Stored data
****

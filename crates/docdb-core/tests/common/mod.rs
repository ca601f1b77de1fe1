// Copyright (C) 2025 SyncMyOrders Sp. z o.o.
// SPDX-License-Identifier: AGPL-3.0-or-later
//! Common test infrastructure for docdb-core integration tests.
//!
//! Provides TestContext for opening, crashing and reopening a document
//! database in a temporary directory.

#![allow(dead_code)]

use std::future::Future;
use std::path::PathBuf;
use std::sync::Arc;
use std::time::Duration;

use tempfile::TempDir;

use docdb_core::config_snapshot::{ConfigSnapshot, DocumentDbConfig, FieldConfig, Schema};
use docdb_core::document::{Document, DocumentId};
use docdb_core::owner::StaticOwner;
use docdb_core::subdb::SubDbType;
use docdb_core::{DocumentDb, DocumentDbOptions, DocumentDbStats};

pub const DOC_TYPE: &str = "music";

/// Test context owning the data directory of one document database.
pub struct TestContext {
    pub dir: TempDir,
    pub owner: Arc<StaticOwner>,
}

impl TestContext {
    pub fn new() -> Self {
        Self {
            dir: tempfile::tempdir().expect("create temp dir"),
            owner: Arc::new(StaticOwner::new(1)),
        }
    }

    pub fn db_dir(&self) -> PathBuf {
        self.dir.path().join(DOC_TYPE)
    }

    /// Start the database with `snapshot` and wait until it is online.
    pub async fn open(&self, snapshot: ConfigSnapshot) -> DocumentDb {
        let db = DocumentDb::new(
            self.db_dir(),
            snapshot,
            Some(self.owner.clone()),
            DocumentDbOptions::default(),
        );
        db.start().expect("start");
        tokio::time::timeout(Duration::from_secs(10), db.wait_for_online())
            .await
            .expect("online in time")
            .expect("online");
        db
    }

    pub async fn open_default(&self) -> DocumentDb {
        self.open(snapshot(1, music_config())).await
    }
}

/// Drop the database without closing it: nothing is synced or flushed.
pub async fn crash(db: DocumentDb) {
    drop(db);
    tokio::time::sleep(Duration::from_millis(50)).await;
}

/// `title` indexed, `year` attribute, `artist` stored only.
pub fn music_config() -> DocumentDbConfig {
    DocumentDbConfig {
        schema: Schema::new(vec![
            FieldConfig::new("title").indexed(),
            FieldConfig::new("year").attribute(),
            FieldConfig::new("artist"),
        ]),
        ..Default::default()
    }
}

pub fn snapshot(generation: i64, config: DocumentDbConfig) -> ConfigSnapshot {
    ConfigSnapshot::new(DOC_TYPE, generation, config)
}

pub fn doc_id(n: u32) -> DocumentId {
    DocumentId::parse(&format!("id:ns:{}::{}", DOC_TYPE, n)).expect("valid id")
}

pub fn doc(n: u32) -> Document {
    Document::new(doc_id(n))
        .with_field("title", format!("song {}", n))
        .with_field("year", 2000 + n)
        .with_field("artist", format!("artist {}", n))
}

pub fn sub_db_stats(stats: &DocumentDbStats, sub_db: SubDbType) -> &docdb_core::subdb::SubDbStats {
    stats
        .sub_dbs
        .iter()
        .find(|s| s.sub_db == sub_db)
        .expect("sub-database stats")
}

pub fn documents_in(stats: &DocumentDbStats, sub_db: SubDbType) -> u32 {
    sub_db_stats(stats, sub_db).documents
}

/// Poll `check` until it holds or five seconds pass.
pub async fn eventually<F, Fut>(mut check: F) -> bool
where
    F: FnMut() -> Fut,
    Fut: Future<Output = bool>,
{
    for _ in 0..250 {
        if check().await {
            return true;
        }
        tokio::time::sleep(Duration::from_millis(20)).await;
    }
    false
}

****

• [EXERCISE AIM]: The word "tests" occurs on some lines of the data. Give the number of those lines only.

• [TASK RESULT]: 2